Structural characterization of Staphylococcal γ-hemolysin in the presence of a lipid environment using single particle cryo-EM

Abstract

γ-Hemolysin (γ-HL) is a quintessential bicomponent β-pore forming toxin (β-PFT) belonging to the arsenal of “superbug” Staphylococcus aureus. Here, we performed negative staining-TEM and single particle cryo-EM-based studies on the bicomponent γ-HL from Newman strain in a lipid environment. We purified the two functionally active protein components, HlgA and HlgB, and obtained transmembrane pore complexes in presence of liposomes constituting equimolar phosphatidylcholine and cholesterol.

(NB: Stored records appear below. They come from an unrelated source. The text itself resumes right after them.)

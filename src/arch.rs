//! Target-architecture descriptors and their register tables (format spec
//! §6.4, §10.2).
//!
//! ABIs (§4.5/§4.6) reference registers by their position in a
//! compile-time-known, per-architecture table. Changing that table across
//! toolchain versions would silently corrupt previously-encoded ABIs, which
//! is why the architecture byte in the header is the versioning lever: bump
//! it together with any change to a table here.

use crate::error::{Error, Result};

/// A single architecture register, named for diagnostics.
#[derive(Debug, Clone, Copy, PartialEq, Eq, Hash)]
pub struct Register(pub &'static str);

/// The sentinel value in an ABI's `unused` list denoting the stack pointer,
/// rather than an index into the architecture's register table.
pub const STACK_POINTER_SENTINEL: u8 = 255;

/// A target instruction set architecture.
///
/// This is a closed enumeration: the header's `0 = invalid` byte has no
/// corresponding variant and is always rejected on decode.
#[derive(Debug, Clone, Copy, PartialEq, Eq, Hash)]
#[non_exhaustive]
pub enum Architecture {
    /// 64-bit x86 (AMD64 / Intel 64).
    X86_64,
}

impl Architecture {
    /// Decodes the single-byte architecture identifier from a header.
    pub fn from_byte(byte: u8) -> Result<Architecture> {
        match byte {
            1 => Ok(Architecture::X86_64),
            other => Err(Error::UnknownArchitecture(other)),
        }
    }

    /// Encodes this architecture as its single-byte header identifier.
    pub fn to_byte(self) -> u8 {
        match self {
            Architecture::X86_64 => 1,
        }
    }

    /// A short, stable name suitable for error messages.
    pub fn name(self) -> &'static str {
        match self {
            Architecture::X86_64 => "x86-64",
        }
    }

    /// Pointer width in bytes for this architecture.
    pub fn word_size(self) -> usize {
        match self {
            Architecture::X86_64 => 8,
        }
    }

    /// The fixed, ordered register table ABIs index into by position.
    ///
    /// This is not an exhaustive model of the ISA's registers: it is the
    /// subset the toolchain's calling conventions actually allocate from.
    pub fn abi_registers(self) -> &'static [Register] {
        match self {
            Architecture::X86_64 => &X86_64_REGISTERS,
        }
    }

    /// The register used as the stack pointer on this architecture.
    pub fn stack_pointer(self) -> Register {
        match self {
            Architecture::X86_64 => X86_64_REGISTERS[4],
        }
    }

    /// Whether the call stack grows toward lower addresses on this
    /// architecture (§4.6: governs the sign of computed stack offsets).
    pub fn stack_grows_down(self) -> bool {
        match self {
            Architecture::X86_64 => true,
        }
    }

    /// Looks up a register by its position in [`Architecture::abi_registers`].
    pub fn register(self, index: u8) -> Result<Register> {
        self.abi_registers()
            .get(index as usize)
            .copied()
            .ok_or(Error::InvalidRegisterIndex {
                index,
                architecture: self.name(),
            })
    }

    /// Finds the table index of `register`, if it is present.
    pub fn register_index(self, register: Register) -> Option<u8> {
        self.abi_registers()
            .iter()
            .position(|&r| r == register)
            .map(|i| i as u8)
    }
}

/// The general-purpose integer registers x86-64 calling conventions in this
/// toolchain allocate from, indexed by position (index 4 is `RSP`, the
/// architecture's stack pointer).
static X86_64_REGISTERS: [Register; 16] = [
    Register("RAX"),
    Register("RCX"),
    Register("RDX"),
    Register("RBX"),
    Register("RSP"),
    Register("RBP"),
    Register("RSI"),
    Register("RDI"),
    Register("R8"),
    Register("R9"),
    Register("R10"),
    Register("R11"),
    Register("R12"),
    Register("R13"),
    Register("R14"),
    Register("R15"),
];

#[cfg(test)]
mod tests {
    use super::*;

    #[test]
    fn byte_round_trip() {
        assert_eq!(Architecture::from_byte(1).unwrap(), Architecture::X86_64);
        assert_eq!(Architecture::X86_64.to_byte(), 1);
    }

    #[test]
    fn unknown_byte_rejected() {
        assert_eq!(
            Architecture::from_byte(0).unwrap_err(),
            Error::UnknownArchitecture(0)
        );
        assert_eq!(
            Architecture::from_byte(2).unwrap_err(),
            Error::UnknownArchitecture(2)
        );
    }

    #[test]
    fn stack_pointer_is_in_the_table_at_its_own_index() {
        let arch = Architecture::X86_64;
        let sp = arch.stack_pointer();
        assert_eq!(sp, Register("RSP"));
        assert_eq!(arch.register_index(sp), Some(4));
    }

    #[test]
    fn register_lookup_matches_index() {
        let arch = Architecture::X86_64;
        assert_eq!(arch.register(0).unwrap(), Register("RAX"));
        assert_eq!(arch.register(15).unwrap(), Register("R15"));
        assert!(arch.register(16).is_err());
    }
}
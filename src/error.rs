//! The error taxonomy shared by the encoder and decoder.
//!
//! Every fatal condition in the codec (§7 of the format spec) is its own
//! variant carrying the structured context needed to locate the defect:
//! the section it was found in, the offending offset, and (where relevant)
//! the expected-vs-actual values. Internal invariant violations in the
//! encoder (a symbol-offset lookup that *must* succeed because the symbol
//! was recorded earlier in the same pass) are programming errors and are
//! not represented here; they panic instead, per the severity split in
//! the spec.

use thiserror::Error as ThisError;

/// The result type used throughout this crate.
pub type Result<T> = core::result::Result<T, Error>;

/// A fatal encode or decode failure.
#[derive(Debug, Clone, PartialEq, Eq, ThisError)]
pub enum Error {
    /// A read ran past the end of the available bytes.
    #[error("truncated read: expected {expected} bytes, only {available} available")]
    Truncated {
        /// Number of bytes the read required.
        expected: usize,
        /// Number of bytes actually available.
        available: usize,
    },

    /// The file's leading magic bytes did not match `"rpkg"` or `"rstd"`.
    #[error("bad magic: expected {expected:#010x}, found {found:#010x}")]
    BadMagic {
        /// The magic value this container kind requires.
        expected: u32,
        /// The magic value actually present.
        found: u32,
    },

    /// The header names an architecture byte this crate does not recognise.
    #[error("unknown architecture byte {0:#04x}")]
    UnknownArchitecture(u8),

    /// The header names a format version byte this crate does not recognise.
    #[error("unknown format version {0}")]
    UnknownVersion(u8),

    /// A section or record offset was not aligned to the required boundary.
    #[error("misaligned offset in {section}: {offset} is not a multiple of {align}")]
    MisalignedOffset {
        /// Name of the section the offset is relative to.
        section: &'static str,
        /// The offending offset.
        offset: u64,
        /// The required alignment.
        align: u64,
    },

    /// An offset or length referenced a position outside its section.
    #[error("offset {offset} out of bounds for {section} (length {section_len})")]
    OutOfBoundsOffset {
        /// Name of the section the offset is relative to.
        section: &'static str,
        /// The offending offset.
        offset: u64,
        /// The length of the section.
        section_len: u64,
    },

    /// A padding region contained a non-zero byte.
    #[error("non-zero padding byte in {section} at offset {offset}")]
    NonZeroPadding {
        /// Name of the section containing the padding.
        section: &'static str,
        /// Offset of the non-zero byte.
        offset: u64,
    },

    /// The trailing SHA-256 digest did not match the recomputed digest.
    #[error("checksum mismatch")]
    ChecksumMismatch,

    /// A `kind` discriminant byte did not match any known variant.
    #[error("unrecognised {what} kind {value}")]
    UnrecognisedKind {
        /// What was being decoded (e.g. `"type"`, `"symbol"`).
        what: &'static str,
        /// The unrecognised discriminant value.
        value: u32,
    },

    /// A type record referenced a sub-type at or after its own offset.
    #[error("type at offset {at} forward-references type at offset {target}")]
    TypeForwardReference {
        /// Offset of the type record doing the referencing.
        at: u64,
        /// Offset of the type it illegally references.
        target: u64,
    },

    /// An ABI register list referenced a register index outside the
    /// architecture's register table (and, for `unused`, was not the
    /// stack-pointer sentinel).
    #[error("invalid register index {index} for architecture {architecture}")]
    InvalidRegisterIndex {
        /// The offending register index.
        index: u8,
        /// Name of the architecture whose table was consulted.
        architecture: &'static str,
    },

    /// A symbol's `kind` field held a `u32` with no corresponding `SymKind`.
    #[error("invalid symbol kind value {0}")]
    InvalidSymbolKindValue(u32),

    /// A linkage's `offset` or `address` fell outside its source function's
    /// code.
    #[error("linkage {field} {value} exceeds function code length {code_len}")]
    LinkageTargetOutOfRange {
        /// Which linkage field was out of range (`"offset"` or `"address"`).
        field: &'static str,
        /// The offending value.
        value: u64,
        /// Length of the source function's code.
        code_len: u64,
    },

    /// A relocation's `size` field named a bit width this architecture
    /// cannot patch.
    #[error("unsupported relocation width {0} bits")]
    UnsupportedAddressSize(u32),

    /// An encoded string or code blob exceeded the 32-bit length limit a
    /// record's length prefix can hold.
    #[error("{what} of length {len} exceeds the u32 record length limit")]
    RecordTooLarge {
        /// What was being encoded (e.g. `"string"`, `"code blob"`).
        what: &'static str,
        /// The actual length.
        len: usize,
    },

    /// An import's string offset would not fit in the header's `u32` import
    /// slot.
    #[error("import string offset {0} overflows u32")]
    ImportOffsetOverflow(u64),

    /// The input package named an architecture the encoder cannot target.
    #[error("unsupported target architecture {0:?}")]
    UnsupportedArch(crate::arch::Architecture),

    /// The input package's base address string failed to parse as an
    /// integer literal.
    #[error("invalid base address literal {0:?}")]
    InvalidBaseAddress(String),

    /// The input package referenced a basic type or constant kind the
    /// encoder does not know how to classify.
    #[error("unsupported type or constant kind: {0}")]
    UnsupportedType(&'static str),

    /// An internal bookkeeping invariant was violated (a symbol offset
    /// recorded earlier in the same encode pass could not be found). This
    /// indicates a bug in the encoder itself, not a bad input.
    #[error("internal encoder state error: {0}")]
    InternalState(&'static str),

    /// The `rstd` archive directory was not sorted by path, contained a
    /// duplicate path, or was not contiguous.
    #[error("malformed rstd directory: {0}")]
    MalformedArchiveDirectory(&'static str),
}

Strikingly, for the first time, we observed the presence of octahedral supramolecular assemblies of HlgAB octameric pore complexes under both room temperature NS-TEM and cryo-EM conditions. Using our in-house 200kV Talos Arctica at IISc Bangalore, we resolved the cryo-EM structure of these assemblies to near-atomic global resolution of 3.5 Å. Our atomic model not only elucidates the structural basis of the phenomenon of PFT super-assemblies, but also throws light on the critical lipid-binding residues for both the components based on the extra densities in our high resolution cryo-EM map. We further modelled the previously missing NTR through our study which also illuminates important steric aspects of γ-HL oligomerization and pore formation. Finally, our cryo-EM structure of octameric HlgAB also represents the first wild-type pre-pore structure for any Staphylococcal β-PFT. Thus, this study provides significantly novel understanding of these bicomponent β-PFTs in a near-native environment.